Since that time the Roman Catholic Church has added two articles which enter into the profession, one on the sinlessness of the Virgin Mary, and one on the infallibility of the pope, in the following words:

"(1) That 'the blessed Virgin Mary, by a singular grace and privilege of Almighty God, in view of the merits of Christ Jesus the Savior of mankind, has been preserved free from all stain of original sin.'
"(2) That 'the Roman pontiff, when be speaks ex cathedra--that is, in discharge of the office of pastor, and doctor of all Christians, by virtue of his supreme apostolic authority, he defines a doctrine regarding faith or morals--is possessed of that infallibility with which the divine Redeemer willed that his Church should be endowed; and that therefore such definitions of the Roman pontiff are irreformable of themselves, and not from the consent of the Church."

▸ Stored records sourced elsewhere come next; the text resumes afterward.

#![allow(dead_code)]

use async_trait::async_trait;
use biller::domain::invoice::{Invoice, InvoiceStatus};
use biller::domain::money::{Currency, Money};
use biller::domain::ports::{ChargeError, InvoiceRepository, PaymentProvider};
use biller::error::Result;
use biller::infrastructure::in_memory::InMemoryInvoiceStore;
use rust_decimal_macros::dec;
use std::collections::{HashMap, VecDeque};
use std::sync::Mutex;
use std::sync::atomic::{AtomicUsize, Ordering};
use std::time::Duration;

/// In-memory invoice store that remembers how it was used.
#[derive(Default)]
pub struct RecordingInvoiceStore {
    pub inner: InMemoryInvoiceStore,
    reservations: AtomicUsize,
    updates: Mutex<Vec<(u32, InvoiceStatus)>>,
    transition_delays: Mutex<HashMap<InvoiceStatus, Duration>>,
}

impl RecordingInvoiceStore {
    pub fn new() -> Self {
        Self::default()
    }

    pub async fn with_pending(count: usize) -> Self {
        let store = Self::new();
        store.add(count, InvoiceStatus::Pending).await;
        store
    }

    pub async fn add(&self, count: usize, status: InvoiceStatus) {
        for _ in 0..count {
            self.inner
                .create(1, Money::new(dec!(10.0), Currency::Eur).unwrap(), status)
                .await
                .unwrap();
        }
    }

    /// Makes every status transition into `status` stall for `delay` before
    /// it reaches the store.
    pub fn delay_transitions_to(&self, status: InvoiceStatus, delay: Duration) {
        self.transition_delays.lock().unwrap().insert(status, delay);
    }

    pub fn reservations(&self) -> usize {
        self.reservations.load(Ordering::SeqCst)
    }

    /// Every status written through `update` or a successful `transition`,
    /// in call order.
    pub fn updates(&self) -> Vec<(u32, InvoiceStatus)> {
        self.updates.lock().unwrap().clone()
    }

    pub fn updates_for(&self, id: u32) -> Vec<InvoiceStatus> {
        self.updates()
            .into_iter()
            .filter(|(invoice_id, _)| *invoice_id == id)
            .map(|(_, status)| status)
            .collect()
    }

    pub async fn status_of(&self, id: u32) -> InvoiceStatus {
        self.inner.fetch(id).await.unwrap().status
    }

    pub async fn statuses(&self) -> Vec<InvoiceStatus> {
        self.inner
            .fetch_all()
            .await
            .unwrap()
            .into_iter()
            .map(|invoice| invoice.status)
            .collect()
    }
}

#[async_trait]
impl InvoiceRepository for RecordingInvoiceStore {
    async fn reserve_next_batch(&self, max_count: usize) -> Result<Vec<Invoice>> {
        self.reservations.fetch_add(1, Ordering::SeqCst);
        self.inner.reserve_next_batch(max_count).await
    }

    async fn update(&self, invoice: Invoice) -> Result<Invoice> {
        self.updates
            .lock()
            .unwrap()
            .push((invoice.id, invoice.status));
        self.inner.update(invoice).await
    }

    async fn transition(
        &self,
        id: u32,
        from: InvoiceStatus,
        to: InvoiceStatus,
    ) -> Result<Option<Invoice>> {
        let delay = self.transition_delays.lock().unwrap().get(&to).copied();
        if let Some(delay) = delay {
            tokio::time::sleep(delay).await;
        }
        let moved = self.inner.transition(id, from, to).await?;
        if moved.is_some() {
            self.updates.lock().unwrap().push((id, to));
        }
        Ok(moved)
    }

    async fn fetch(&self, id: u32) -> Result<Invoice> {
        self.inner.fetch(id).await
    }

    async fn fetch_all(&self) -> Result<Vec<Invoice>> {
        self.inner.fetch_all().await
    }

    async fn create(
        &self,
        customer_id: u32,
        amount: Money,
        status: InvoiceStatus,
    ) -> Result<Invoice> {
        self.inner.create(customer_id, amount, status).await
    }

    async fn progress_percent(&self) -> Result<u8> {
        self.inner.progress_percent().await
    }
}

#[derive(Debug, Clone, Copy, PartialEq, Eq)]
pub enum Reply {
    Pay,
    Decline,
    Network,
    CustomerNotFound,
    CurrencyMismatch,
    Unknown,
}

/// Payment provider answering from a per-invoice script.
///
/// Invoices without a script (or whose script ran out) get the fallback reply.
pub struct ScriptedProvider {
    scripts: Mutex<HashMap<u32, VecDeque<Reply>>>,
    fallback: Reply,
    latency: Duration,
    calls: AtomicUsize,
}

impl ScriptedProvider {
    pub fn new(fallback: Reply) -> Self {
        Self {
            scripts: Mutex::new(HashMap::new()),
            fallback,
            latency: Duration::ZERO,
            calls: AtomicUsize::new(0),
        }
    }

    pub fn paying() -> Self {
        Self::new(Reply::Pay)
    }

    pub fn with_script(self, invoice_id: u32, replies: impl IntoIterator<Item = Reply>) -> Self {
        self.scripts
            .lock()
            .unwrap()
            .insert(invoice_id, replies.into_iter().collect());
        self
    }

    pub fn with_latency(mut self, latency: Duration) -> Self {
        self.latency = latency;
        self
    }

    pub fn calls(&self) -> usize {
        self.calls.load(Ordering::SeqCst)
    }
}

#[async_trait]
impl PaymentProvider for ScriptedProvider {
    async fn charge(&self, invoice: &Invoice) -> std::result::Result<bool, ChargeError> {
        self.calls.fetch_add(1, Ordering::SeqCst);
        let reply = self
            .scripts
            .lock()
            .unwrap()
            .get_mut(&invoice.id)
            .and_then(|replies| replies.pop_front())
            .unwrap_or(self.fallback);

        if !self.latency.is_zero() {
            tokio::time::sleep(self.latency).await;
        }

        match reply {
            Reply::Pay => Ok(true),
            Reply::Decline => Ok(false),
            Reply::Network => Err(ChargeError::Network("connection reset".to_string())),
            Reply::CustomerNotFound => Err(ChargeError::CustomerNotFound(invoice.customer_id)),
            Reply::CurrencyMismatch => Err(ChargeError::CurrencyMismatch {
                invoice_id: invoice.id,
                customer_id: invoice.customer_id,
            }),
            Reply::Unknown => Err(ChargeError::Unknown(Box::new(std::io::Error::other(
                "provider exploded",
            )))),
        }
    }
}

BIBLIOGRAPHY: The papal bulls of Nov. 13 (Injunctum nobis) and Dec. 9 (In sacrosancta), 1564, are in the Bullarium magnum Romanum, 19 Vols., Luxemburg, 1727-1758, the former also in Mirbt, Quellen, pp. 256-258. The text of the profession is in F. G. Streitwolf and R. E. Klener, Libri symbolici ecclesiae catholiace, ii. 315-321, cf. i. pp. xlv.-li., 98-100, Göttingen, 1838, and in Schaff, Creeds, ii. 207-210, cf. i. 96-99. Consult besides the above: G. C. F. Mohnike, Urkundliche Geschichte der sogenannten Professei fidei Tridentinoe und . . . andern romisch-catholischen Glaubensbekenntnisse, Greifswald, 1822; E. Kö11ner, Symbolik der römisch-katholischen Kirche, p. 141, Hamburg, 1844; H. J. D. Denzinger, Enchiridion symbolorum et definitionum, pp. 233-235, Würzburg, 1900; KL, v. 882-685.